What light does the material shed on your own experience, and vice versa?
As a pastor, preacher and evangelist myself, they most helpful part of this book was Piper’s work to unpack the spiritual mandate for us to go and preach so that people may hear the good news—“Preaching Christ to all is utterly important” (p. 137). Chapter four provides a more thorough underpinning for the weight of the calling upon my life. Missions is more than just sharing about Christ and evangelizing for the sake of converts. It is a profound and necessary call for humans to hear about a God who has created a path for their salvation. Piper’s efforts to exegete Romans passages, among other Scriptures, was authoritative and impactful. I was deeply convicted by the reality of hell and the eternal consequence of torment for those who do not believe in Jesus Christ (p. 138).
From my experience in the reformed church, I believe we hold God’s sovereignty so high that we often lose some urgency to share the Gospel with those headed toward hell. To dispel the notion that missions is not needed for God’s salvation to be brought to men, Piper wrote, “The more likely [we believe] it is that people can be saved without missions, the less urgency there is for missions” (p. 137). I agree that if we are too quick to sit back on our theological haunches and not move our knowledge into action, we will miss the urgency of reaching the nations. We must agree with the author when he says, “It is our unspeakable privilege to be caught up with Him in the greatest movement in history—the ingathering of the elect “from all tribes and languages and people of all nations” (p. 176).

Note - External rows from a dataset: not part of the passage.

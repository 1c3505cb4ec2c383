use core::fmt;

use q931_core::{BitBuffer, IeParseErr, expect_ext};

/// Remote operations protocol, the profile used for supplementary services
pub const PROTOCOL_PROFILE_ROSE: u8 = 0x11;

/// Q.932 Facility
/// The service components are not interpreted by this stack and are carried as raw octets.
#[derive(Debug, Clone, PartialEq, Eq)]
pub struct Facility {
    /// 5 bits
    pub protocol_profile: u8,
    pub components: Vec<u8>,
}

impl Facility {
    pub fn from_bitbuf(buffer: &mut BitBuffer) -> Result<Self, IeParseErr> {
        let ext = buffer.read_field(1, "ext_3")?;
        expect_ext!(ext, 1, "octet 3")?;
        buffer.read_field(2, "spare")?;
        let protocol_profile = buffer.read_field(5, "protocol_profile")? as u8;
        let components = buffer.read_remaining_bytes();
        Ok(Facility { protocol_profile, components })
    }

    pub fn to_bitbuf(&self, buffer: &mut BitBuffer) -> Result<(), IeParseErr> {
        if self.protocol_profile > 0x1F {
            return Err(IeParseErr::InvalidValue { field: "protocol_profile", value: self.protocol_profile as u64 });
        }
        buffer.write_bits(1, 1);
        buffer.write_bits(0, 2);
        buffer.write_bits(self.protocol_profile as u64, 5);
        buffer.write_bytes(&self.components);
        Ok(())
    }
}

impl fmt::Display for Facility {
    fn fmt(&self, f: &mut fmt::Formatter) -> fmt::Result {
        write!(f, "Facility {{ protocol_profile: 0x{:02x} components: {:02x?} }}", self.protocol_profile, self.components)
    }
}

Where do you feel yourself being challenged?
The greatest area I feel challenged by Let the Nations be Glad! is to communicate this message of urgency and centrality of God’s supremacy with my church. The first section of this book was personally and professionally moving for me. I felt a deep conviction to teach the centrality of missions in worship, prayer, and suffering to our people. I resolved after reading this book that I will lead my staff through these first three chapters so that we can better understand the purpose, power, and price that comes with reaching people for Christ.
I also see a need for me to use the weekly pulpit ministry as a means of teaching our congregation the necessity of missions for our church. It would be my desire to have all of them understand that missions is not just something for those guys—the missionaries, but is something for all of us to partake. Though I had heard this before, it was great to grasp this truth again: “Missions exists because worship does not…Worship, therefore, is the goal of missions” (p. 17).
Recommendation
Read this book! It is a great work and worth your time. It will challenge you to think beyond your own world and have a heart for the nations. It moved me from wanting to be Gospel-centered to Gospel-advancing.